Integrative transcriptomic profiling links telomere dysfunction to cGAS-STING activation in heart failure signatures in mice and humans.

Abstract

AIMS: Cardiomyocyte telomere shortening is evident during heart failure pathogenesis. Conversely, mice with engineered telomerase deficiency develop myocardial dysfunction accompanied by p53 activation and mitochondrial repression. We aimed to address fundamental gaps in knowledge: whether cardiac dysfunction in mice lacking telomerase components arises from myocardial-intrinsic effects or systemic consequences of telomere shortening, which broader transcriptional programs follow, and what implications these have for clinical heart failure. METHODS AND RESULTS: We generated telomerase-deficient mice until generation 5 (mTRG5) and confirmed shortening telomeres along with increasing cardiac dysfunction by cardiovascular phenotyping and cardiomyocyte mitochondrial function assessment. Transcriptional and regulator analysis confirmed the telomere -p53 -mitochondria axis but extended beyond it, revealing additional involvement of neurohumoral activation, senescence, and inflammation, notably type I interferon signaling. To contextualize these findings, we compared this profile with hypertensive heart failure induced by neurohumoral dysregulation (angiotensin II infusion, nephrectomy, salt overload; ANS) and established a transcriptional hierarchy. In mTRG5 mice, regulators of telomere dysfunction and p53 activation ranked highest by significance and centrality, supporting telomere shortening as the primary upstream driver. Reciprocally, ANS mice showed higher-ranking neurohumoral regulators, indicating these govern secondary pathways. To pursue the strong type I interferon profile, we utilized myocardial profiles of mice lacking three-prime exonuclease 1, an established activator of the cGAS -STING pathway. Matching the profiles, we confirmed pronounced activation of cGAS -STING in mTRG5 mice -and slightly less in ANS mice -providing first evidence for cGAS -STING activation in telomere shortening and heart failure.

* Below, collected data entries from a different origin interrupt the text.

//! Provider abstractions for embeddings and LLM completion

pub mod embedding;
pub mod llm;
pub mod ollama;

pub use embedding::EmbeddingProvider;
pub use llm::LlmProvider;
pub use ollama::{OllamaClient, OllamaEmbedder, OllamaLlm, OllamaProvider};

#[cfg(test)]
pub use embedding::MockEmbeddingProvider;
#[cfg(test)]
pub use llm::MockLlmProvider;
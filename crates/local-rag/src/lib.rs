//! local-rag: ask questions about a folder of documents with local Ollama models
//!
//! The pipeline is load → split → embed → index once at startup, then an
//! interactive loop where each question is embedded, the closest nodes are
//! retrieved from an HNSW index, and a local LLM answers from that context.

pub mod config;
pub mod error;
pub mod index;
pub mod loader;
pub mod providers;
pub mod query;
pub mod repl;
pub mod types;

pub use config::RagConfig;
pub use error::{Error, Result};
pub use index::VectorStoreIndex;
pub use query::{QueryEngine, RetrieverQueryEngine};
pub use types::{Document, NodeWithScore, QueryResponse, TextNode};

Integration of the mTRG5 signature with curated transcriptomic datasets from murine and human dilated and ischemic cardiomyopathy revealed robust cross-species and cross-etiology overlap that increased with heart failure severity and decreased with functional recovery. CONCLUSION: These findings establish telomere dysfunction as a pathogenic driver that engages innate immune signaling via the cGAS -STING pathway, with direct relevance to human heart failure.